▶ _Exercise aim_
In the entries below, find each line with the string "sleep" and copy it.

▶ _Data records_
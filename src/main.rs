// scandesk - terminal check-in kiosk
//
// A single-screen TUI for event check-in: attendees scan their card (digit
// keystrokes terminated by Enter), the kiosk reacts with a first-time or
// already-checked-in card, and door staff can export the record set as CSV
// or reset it for the next event.
//
// Architecture:
// - TUI (ratatui): kiosk display and the single event loop
// - Roster: the record set, one identifier per line on disk
// - Check-in handler: membership check + insert over the roster
// - Demo feed: optional synthetic scans over an mpsc channel

mod checkin;
mod cli;
mod config;
mod demo;
mod events;
mod export;
mod logging;
mod roster;
mod startup;
mod theme;
mod tui;
mod util;

use anyhow::{Context, Result};
use config::{Config, LogRotation};
use logging::{KioskLogLayer, LogBuffer};
use roster::Roster;
use tokio::sync::mpsc;
use tracing_subscriber::{layer::SubscriberExt, util::SubscriberInitExt, EnvFilter};

#[tokio::main]
async fn main() -> Result<()> {
    // Handle CLI commands first (config --show, --reset, --edit, --path)
    // If a command was handled, exit early
    if cli::handle_cli() {
        return Ok(());
    }

    // Ensure config template exists (helps users discover options)
    Config::ensure_config_exists();

    let config = Config::from_env();

    // Create log buffer for the in-TUI logs overlay
    let log_buffer = LogBuffer::new();

    // Initialize tracing. Logs go to the ring buffer, never to stdout: the
    // alternate screen owns the terminal once the TUI starts.
    // File logging: optionally write to rotating log files as well.
    //
    // Precedence: RUST_LOG env var > config file > default "info"
    let default_filter = format!("scandesk={}", config.logging.level);
    let filter = EnvFilter::try_from_default_env().unwrap_or_else(|_| default_filter.into());

    // Set up file logging if enabled (non-blocking writer with rotation)
    // The guard must be kept alive for the duration of the program to ensure logs flush
    let _file_guard: Option<tracing_appender::non_blocking::WorkerGuard> =
        if config.logging.file_enabled {
            // Create log directory if it doesn't exist
            if let Err(e) = std::fs::create_dir_all(&config.logging.file_dir) {
                eprintln!(
                    "Warning: Could not create log directory {:?}: {}",
                    config.logging.file_dir, e
                );
                // Fall back to buffer-only logging
                tracing_subscriber::registry()
                    .with(filter)
                    .with(KioskLogLayer::new(log_buffer.clone()))
                    .init();
                None
            } else {
                // Create rolling file appender based on configured rotation
                let file_appender = match config.logging.file_rotation {
                    LogRotation::Hourly => tracing_appender::rolling::hourly(
                        &config.logging.file_dir,
                        &config.logging.file_prefix,
                    ),
                    LogRotation::Daily => tracing_appender::rolling::daily(
                        &config.logging.file_dir,
                        &config.logging.file_prefix,
                    ),
                    LogRotation::Never => tracing_appender::rolling::never(
                        &config.logging.file_dir,
                        &config.logging.file_prefix,
                    ),
                };

                // Wrap in non-blocking writer (writes happen in background thread)
                // File layer uses JSON format for structured log parsing
                let (non_blocking, guard) = tracing_appender::non_blocking(file_appender);

                tracing_subscriber::registry()
                    .with(filter)
                    .with(KioskLogLayer::new(log_buffer.clone()))
                    .with(
                        tracing_subscriber::fmt::layer()
                            .json()
                            .with_writer(non_blocking)
                            .with_ansi(false),
                    )
                    .init();

                Some(guard)
            }
        } else {
            // No file logging - ring buffer only
            tracing_subscriber::registry()
                .with(filter)
                .with(KioskLogLayer::new(log_buffer.clone()))
                .init();

            None
        };

    // Load the record set before the TUI takes the screen, so a broken data
    // directory fails loudly on stderr instead of inside raw mode
    let roster = Roster::load(&config.data_dir, &config.roster_name)
        .context("Failed to load the record set")?;

    startup::print_startup(&config, &roster);
    startup::log_startup(&config, &roster);

    // Channel for scans that do not come from the keyboard (demo feed)
    let (scan_tx, scan_rx) = mpsc::channel(64);

    // Create shutdown channel for the demo task
    // This is a oneshot channel - it can only send one signal
    let (shutdown_tx, shutdown_rx) = tokio::sync::oneshot::channel();

    let demo_handle = if config.demo_mode {
        tracing::info!("Running in DEMO MODE - generating synthetic scans");
        Some(tokio::spawn(async move {
            demo::run_demo(scan_tx, shutdown_rx).await;
        }))
    } else {
        // Keyboard is the only scan source; the channel stays closed
        drop(scan_tx);
        None
    };

    // Run the TUI in the main task
    // This blocks until the user quits (presses 'q')
    if let Err(e) = tui::run_tui(scan_rx, log_buffer, config, roster).await {
        tracing::error!("TUI error: {:?}", e);
    }

    tracing::info!("Shutting down...");

    // Signal the demo task to shut down gracefully
    // If the send fails, the task has already stopped (which is fine)
    let _ = shutdown_tx.send(());
    if let Some(handle) = demo_handle {
        let _ = handle.await;
    }

    tracing::info!("Shutdown complete");
    Ok(())
}
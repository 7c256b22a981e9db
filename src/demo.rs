// Demo mode: feed synthetic scans to showcase the kiosk
//
// This module generates card scans the way a scanner at the door would,
// including deliberate repeat scans so both reaction cards show up.
//
// Run with: SCANDESK_DEMO=1 scandesk

use crate::events::ScanEvent;
use std::time::Duration;
use tokio::sync::mpsc;
use tokio::sync::oneshot;
use tokio::time::sleep;

/// Pause between synthetic scans, long enough to watch the card revert
const SCAN_GAP: Duration = Duration::from_millis(3500);

/// Generate an endless stream of demo scans until shutdown
pub async fn run_demo(tx: mpsc::Sender<ScanEvent>, mut shutdown_rx: oneshot::Receiver<()>) {
    // Initial delay to let TUI render
    sleep(Duration::from_millis(1500)).await;

    let mut seen: Vec<String> = Vec::new();
    let mut next_card = 4100u32;
    let mut step = 0usize;

    loop {
        // Check for shutdown signal before sending
        if shutdown_rx.try_recv().is_ok() {
            return;
        }

        // Every third scan replays an earlier card so the duplicate
        // reaction shows up too
        let id = if step % 3 == 2 && !seen.is_empty() {
            seen[(step / 3) % seen.len()].clone()
        } else {
            next_card += 17;
            let id = next_card.to_string();
            seen.push(id.clone());
            id
        };
        step += 1;

        if tx.send(ScanEvent::now(id)).await.is_err() {
            return; // UI is gone
        }

        tokio::select! {
            _ = &mut shutdown_rx => {
                tracing::info!("Demo received shutdown signal");
                return;
            }
            _ = sleep(SCAN_GAP) => {}
        }
    }
}
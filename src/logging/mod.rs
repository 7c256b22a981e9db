// Logging module - in-memory log capture for the kiosk display
//
// A custom tracing layer buffers log events in memory so they can be shown
// in the logs overlay ('l' key). Printing them to stdout instead would tear
// through the alternate screen and garble the kiosk card.

use chrono::{DateTime, Utc};
use std::collections::VecDeque;
use std::sync::{Arc, Mutex};
use tracing::{Level, Metadata, Subscriber};
use tracing_subscriber::layer::Context;
use tracing_subscriber::Layer;

/// Maximum number of log entries to keep in memory
const MAX_LOG_ENTRIES: usize = 500;

/// A single log entry captured from tracing
#[derive(Debug, Clone)]
pub struct LogEntry {
    pub timestamp: DateTime<Utc>,
    pub level: LogLevel,
    /// The tracing target (module path), stored for future filtering
    #[allow(dead_code)]
    pub target: String,
    pub message: String,
}

/// Log level for display
#[derive(Debug, Clone, Copy, PartialEq, Eq)]
pub enum LogLevel {
    Error,
    Warn,
    Info,
    Debug,
    Trace,
}

impl From<&Level> for LogLevel {
    fn from(level: &Level) -> Self {
        match *level {
            Level::ERROR => LogLevel::Error,
            Level::WARN => LogLevel::Warn,
            Level::INFO => LogLevel::Info,
            Level::DEBUG => LogLevel::Debug,
            Level::TRACE => LogLevel::Trace,
        }
    }
}

impl LogLevel {
    /// Get the display string for this log level
    pub fn as_str(&self) -> &str {
        match self {
            LogLevel::Error => "ERROR",
            LogLevel::Warn => "WARN",
            LogLevel::Info => "INFO",
            LogLevel::Debug => "DEBUG",
            LogLevel::Trace => "TRACE",
        }
    }
}

/// In-memory log buffer with bounded size (ring buffer)
#[derive(Clone)]
pub struct LogBuffer {
    entries: Arc<Mutex<VecDeque<LogEntry>>>,
}

impl LogBuffer {
    pub fn new() -> Self {
        Self {
            entries: Arc::new(Mutex::new(VecDeque::with_capacity(MAX_LOG_ENTRIES))),
        }
    }

    /// Add a log entry, dropping the oldest one when the buffer is full
    pub fn add(&self, entry: LogEntry) {
        let mut entries = self.entries.lock().unwrap();
        if entries.len() >= MAX_LOG_ENTRIES {
            entries.pop_front();
        }
        entries.push_back(entry);
    }

    /// The most recent `limit` entries, oldest first
    pub fn recent(&self, limit: usize) -> Vec<LogEntry> {
        let entries = self.entries.lock().unwrap();
        let skip = entries.len().saturating_sub(limit);
        entries.iter().skip(skip).cloned().collect()
    }
}

impl Default for LogBuffer {
    fn default() -> Self {
        Self::new()
    }
}

/// Tracing layer that captures events into a LogBuffer
pub struct KioskLogLayer {
    buffer: LogBuffer,
}

impl KioskLogLayer {
    pub fn new(buffer: LogBuffer) -> Self {
        Self { buffer }
    }
}

impl<S> Layer<S> for KioskLogLayer
where
    S: Subscriber,
{
    fn on_event(&self, event: &tracing::Event<'_>, _ctx: Context<'_, S>) {
        let metadata = event.metadata();

        // Extract the message using a visitor
        let mut message = String::new();
        let mut visitor = MessageVisitor(&mut message);
        event.record(&mut visitor);

        self.buffer.add(LogEntry {
            timestamp: Utc::now(),
            level: LogLevel::from(metadata.level()),
            target: metadata.target().to_string(),
            message,
        });
    }

    fn enabled(&self, _metadata: &Metadata<'_>, _ctx: Context<'_, S>) -> bool {
        // Enable all log levels - filtering happens at subscriber level
        true
    }
}

/// Visitor to extract the message from a tracing event
struct MessageVisitor<'a>(&'a mut String);

impl tracing::field::Visit for MessageVisitor<'_> {
    fn record_str(&mut self, field: &tracing::field::Field, value: &str) {
        if field.name() == "message" {
            *self.0 = value.to_string();
        }
    }

    fn record_debug(&mut self, field: &tracing::field::Field, value: &dyn std::fmt::Debug) {
        if field.name() == "message" {
            *self.0 = format!("{value:?}");
            // Remove the quotes that Debug adds around strings
            if self.0.starts_with('"') && self.0.ends_with('"') {
                *self.0 = self.0[1..self.0.len() - 1].to_string();
            }
        }
    }
}

#[cfg(test)]
mod tests {
    use super::*;

    fn entry(message: &str) -> LogEntry {
        LogEntry {
            timestamp: Utc::now(),
            level: LogLevel::Info,
            target: "scandesk::test".to_string(),
            message: message.to_string(),
        }
    }

    #[test]
    fn buffer_is_bounded() {
        let buffer = LogBuffer::new();
        for i in 0..MAX_LOG_ENTRIES + 10 {
            buffer.add(entry(&format!("entry {i}")));
        }

        let all = buffer.recent(usize::MAX);
        assert_eq!(all.len(), MAX_LOG_ENTRIES);
        // Oldest entries were dropped
        assert_eq!(all[0].message, "entry 10");
    }

    #[test]
    fn recent_returns_tail_oldest_first() {
        let buffer = LogBuffer::new();
        for i in 0..5 {
            buffer.add(entry(&format!("entry {i}")));
        }

        let tail = buffer.recent(2);
        assert_eq!(tail.len(), 2);
        assert_eq!(tail[0].message, "entry 3");
        assert_eq!(tail[1].message, "entry 4");
    }
}
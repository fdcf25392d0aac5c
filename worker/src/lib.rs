//! Rigforge messaging worker.
//!
//! The resilient messaging core of the Rigforge backend:
//! - `broker`: shared RabbitMQ connection and the transport seam
//! - `queue`: fire-and-forget publisher used by the request path
//! - `consumer`: background consumer with prefetch flow control
//! - `activity`: activity logging with an in-memory stash fallback
//! - `health`: broker and SMTP probes, served by `web`
//!
//! ## Architecture
//!
//! ```text
//! CRUD layer ──publish──▶ Publisher ──┐
//!                                     ├──▶ ConnectionManager ──▶ RabbitMQ
//! Consumer (background task) ─────────┘
//!
//! any failure ──▶ ActivityLogger ──▶ LogStore
//!                        └── store down ──▶ LogStash ──flush──▶ LogStore
//! ```

pub mod activity;
pub mod broker;
pub mod config;
pub mod consumer;
pub mod health;
pub mod queue;
pub mod web;

// Re-export commonly used types
pub use activity::{ActivityLogger, LogEntry, LogStore, Severity};
pub use broker::{AmqpConnector, ConnectionManager};
pub use config::Config;
pub use consumer::{Consumer, ConsumerExit, ConsumerSettings, ConsumerState, JsonHandler};
pub use health::{BrokerProbe, HealthProbe, HealthStatus, MailProbe};
pub use queue::{Publisher, DEFAULT_QUEUE};
pub use web::AppState;
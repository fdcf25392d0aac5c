//! Background RabbitMQ consumer.
//!
//! The consumer owns one channel for its whole lifetime, limits the number of
//! unacknowledged deliveries with a prefetch count, and handles deliveries one
//! at a time:
//!
//! ```text
//! Idle → Connecting → Consuming → (Faulted | ShuttingDown) → Stopped
//! ```
//!
//! Every delivery gets exactly one ack (handler succeeded) or one nack with
//! requeue (handler failed or panicked). If the broker cannot be reached at
//! startup, a single warning is logged and the consumer stops without
//! retrying.

use std::future::Future;
use std::panic::AssertUnwindSafe;
use std::sync::Arc;

use async_trait::async_trait;
use futures::{FutureExt, StreamExt};
use thiserror::Error;
use tokio::sync::watch;
use tracing::{debug, error, info, warn};

use crate::activity::{ActivityLogger, LogEntry, Severity, TARGET_RABBITMQ};
use crate::broker::{
    close_quietly, AmqpConnector, BrokerChannel, BrokerConnection, BrokerError, ChannelOf,
    ConnectionManager, Connector, Delivery,
};
use crate::config::BrokerConfig;
use crate::queue::QUEUE_OPTIONS;

/// Lifecycle of a [`Consumer`].
#[derive(Debug, Clone, Copy, PartialEq, Eq)]
pub enum ConsumerState {
    Idle,
    Connecting,
    Consuming,
    Faulted,
    ShuttingDown,
    Stopped,
}

/// Why [`Consumer::run`] returned.
#[derive(Debug, Clone, PartialEq, Eq)]
pub enum ConsumerExit {
    /// The shutdown signal fired.
    Shutdown,
    /// The broker ended the delivery stream.
    StreamClosed,
    /// No connection could be established at startup.
    BrokerUnavailable(BrokerError),
    /// Connected, but the channel, QoS, queue or consumer could not be set up.
    SetupFailed(BrokerError),
}

/// Error returned by a [`DeliveryHandler`]; the delivery is requeued.
#[derive(Debug, Error)]
pub enum HandlerError {
    #[error("failed to decode message body: {0}")]
    Decode(#[from] serde_json::Error),

    #[error("{0}")]
    Failed(String),
}

/// Processes a single delivery.
#[async_trait]
pub trait DeliveryHandler: Send + Sync + 'static {
    async fn handle(&self, delivery: &Delivery) -> Result<(), HandlerError>;
}

/// Decodes each body as JSON and logs it.
#[derive(Debug, Clone, Copy, Default)]
pub struct JsonHandler;

#[async_trait]
impl DeliveryHandler for JsonHandler {
    async fn handle(&self, delivery: &Delivery) -> Result<(), HandlerError> {
        let message: serde_json::Value = serde_json::from_slice(&delivery.data)?;
        info!(
            delivery_tag = delivery.delivery_tag,
            redelivered = delivery.redelivered,
            message = %message,
            "consumer_message_received"
        );
        Ok(())
    }
}

/// Consumer settings.
#[derive(Debug, Clone, PartialEq, Eq)]
pub struct ConsumerSettings {
    pub queue: String,
    pub prefetch_count: u16,
    pub consumer_tag: String,
}

impl From<&BrokerConfig> for ConsumerSettings {
    fn from(config: &BrokerConfig) -> Self {
        ConsumerSettings {
            queue: config.queue.clone(),
            prefetch_count: config.prefetch_count,
            consumer_tag: "rigforge-worker".to_string(),
        }
    }
}

/// Long-running queue consumer.
pub struct Consumer<H, C: Connector = AmqpConnector> {
    connections: Arc<ConnectionManager<C>>,
    logger: Arc<ActivityLogger>,
    handler: H,
    settings: ConsumerSettings,
    state: watch::Sender<ConsumerState>,
}

impl<H, C> Consumer<H, C>
where
    H: DeliveryHandler,
    C: Connector,
{
    pub fn new(
        connections: Arc<ConnectionManager<C>>,
        logger: Arc<ActivityLogger>,
        handler: H,
        settings: ConsumerSettings,
    ) -> Self {
        let (state, _) = watch::channel(ConsumerState::Idle);
        Self {
            connections,
            logger,
            handler,
            settings,
            state,
        }
    }

    /// Current lifecycle state.
    pub fn state(&self) -> ConsumerState {
        *self.state.borrow()
    }

    /// Watch lifecycle transitions.
    pub fn subscribe(&self) -> watch::Receiver<ConsumerState> {
        self.state.subscribe()
    }

    /// Consume until `shutdown` resolves or the consumer cannot continue.
    ///
    /// The channel opened here is closed on every return path.
    pub async fn run<F>(&self, shutdown: F) -> ConsumerExit
    where
        F: Future<Output = ()> + Send,
    {
        self.transition(ConsumerState::Connecting);

        let conn = match self.connections.get().await {
            Ok(conn) => conn,
            Err(e) => {
                let entry = LogEntry::system(
                    "ConsumerStartup",
                    TARGET_RABBITMQ,
                    &self.settings.queue,
                    Severity::Warning,
                )
                .with_description(format!(
                    "RabbitMQ unavailable, skipping consumer startup: {e}"
                ));
                self.logger.log(entry).await;
                return self.fault(ConsumerExit::BrokerUnavailable(e));
            }
        };

        let channel = match conn.create_channel().await {
            Ok(channel) => channel,
            Err(e) => return self.setup_failed(e).await,
        };

        let exit = self.consume(&channel, shutdown).await;
        close_quietly(&channel, "consumer").await;

        if matches!(exit, ConsumerExit::SetupFailed(_)) {
            self.transition(ConsumerState::Faulted);
        }
        self.transition(ConsumerState::Stopped);
        info!(queue = %self.settings.queue, exit = ?exit, "consumer_stopped");
        exit
    }

    async fn consume<F>(&self, channel: &ChannelOf<C>, shutdown: F) -> ConsumerExit
    where
        F: Future<Output = ()> + Send,
    {
        let mut deliveries = match self.prepare(channel).await {
            Ok(deliveries) => deliveries,
            Err(e) => {
                self.log_setup_failure(&e).await;
                return ConsumerExit::SetupFailed(e);
            }
        };

        self.transition(ConsumerState::Consuming);
        info!(
            queue = %self.settings.queue,
            prefetch_count = self.settings.prefetch_count,
            "consumer_started"
        );

        tokio::pin!(shutdown);

        loop {
            tokio::select! {
                _ = &mut shutdown => {
                    self.transition(ConsumerState::ShuttingDown);
                    info!(queue = %self.settings.queue, "consumer_stopping");
                    return ConsumerExit::Shutdown;
                }
                delivery = deliveries.next() => {
                    match delivery {
                        Some(Ok(delivery)) => self.dispatch(channel, delivery).await,
                        Some(Err(e)) => {
                            error!(error = %e, "rabbitmq_delivery_error");
                        }
                        None => {
                            warn!(queue = %self.settings.queue, "rabbitmq_consumer_closed");
                            return ConsumerExit::StreamClosed;
                        }
                    }
                }
            }
        }
    }

    async fn prepare(
        &self,
        channel: &ChannelOf<C>,
    ) -> Result<<ChannelOf<C> as BrokerChannel>::Deliveries, BrokerError> {
        channel.basic_qos(self.settings.prefetch_count).await?;
        channel.queue_declare(&self.settings.queue, QUEUE_OPTIONS).await?;
        channel
            .basic_consume(&self.settings.queue, &self.settings.consumer_tag)
            .await
    }

    /// Run the handler for one delivery and settle it exactly once.
    async fn dispatch(&self, channel: &ChannelOf<C>, delivery: Delivery) {
        let delivery_tag = delivery.delivery_tag;
        debug!(
            delivery_tag = delivery_tag,
            body_length = delivery.data.len(),
            "consumer_delivery_received"
        );

        let outcome = AssertUnwindSafe(self.handler.handle(&delivery))
            .catch_unwind()
            .await;

        let failure = match outcome {
            Ok(Ok(())) => None,
            Ok(Err(e)) => Some(e.to_string()),
            Err(_) => Some("handler panicked".to_string()),
        };

        match failure {
            None => match channel.basic_ack(delivery_tag).await {
                Ok(()) => debug!(delivery_tag = delivery_tag, "consumer_delivery_acked"),
                Err(e) => error!(delivery_tag = delivery_tag, error = %e, "rabbitmq_ack_failed"),
            },
            Some(reason) => {
                if let Err(e) = channel.basic_nack(delivery_tag, true).await {
                    error!(delivery_tag = delivery_tag, error = %e, "rabbitmq_nack_failed");
                }
                // Requeued poison messages come straight back; only their
                // first failure goes to the activity log.
                if delivery.redelivered {
                    warn!(
                        delivery_tag = delivery_tag,
                        reason = %reason,
                        "consumer_redelivery_failed"
                    );
                    return;
                }
                let entry = LogEntry::system(
                    "Consume",
                    TARGET_RABBITMQ,
                    &self.settings.queue,
                    Severity::Error,
                )
                .with_description(format!(
                    "Failed to handle delivery {delivery_tag}, requeued: {reason}"
                ));
                self.logger.log(entry).await;
            }
        }
    }

    async fn setup_failed(&self, e: BrokerError) -> ConsumerExit {
        self.log_setup_failure(&e).await;
        self.fault(ConsumerExit::SetupFailed(e))
    }

    async fn log_setup_failure(&self, e: &BrokerError) {
        let entry = LogEntry::system(
            "ConsumerStartup",
            TARGET_RABBITMQ,
            &self.settings.queue,
            Severity::Error,
        )
        .with_description(format!("Consumer setup failed: {e}"));
        self.logger.log(entry).await;
    }

    fn fault(&self, exit: ConsumerExit) -> ConsumerExit {
        self.transition(ConsumerState::Faulted);
        self.transition(ConsumerState::Stopped);
        exit
    }

    fn transition(&self, next: ConsumerState) {
        self.state.send_replace(next);
        debug!(state = ?next, "consumer_state_changed");
    }
}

▶ _Exercise output_
use tokio::time::sleep;
    sleep(Duration::from_millis(1500)).await;
            _ = sleep(SCAN_GAP) => {}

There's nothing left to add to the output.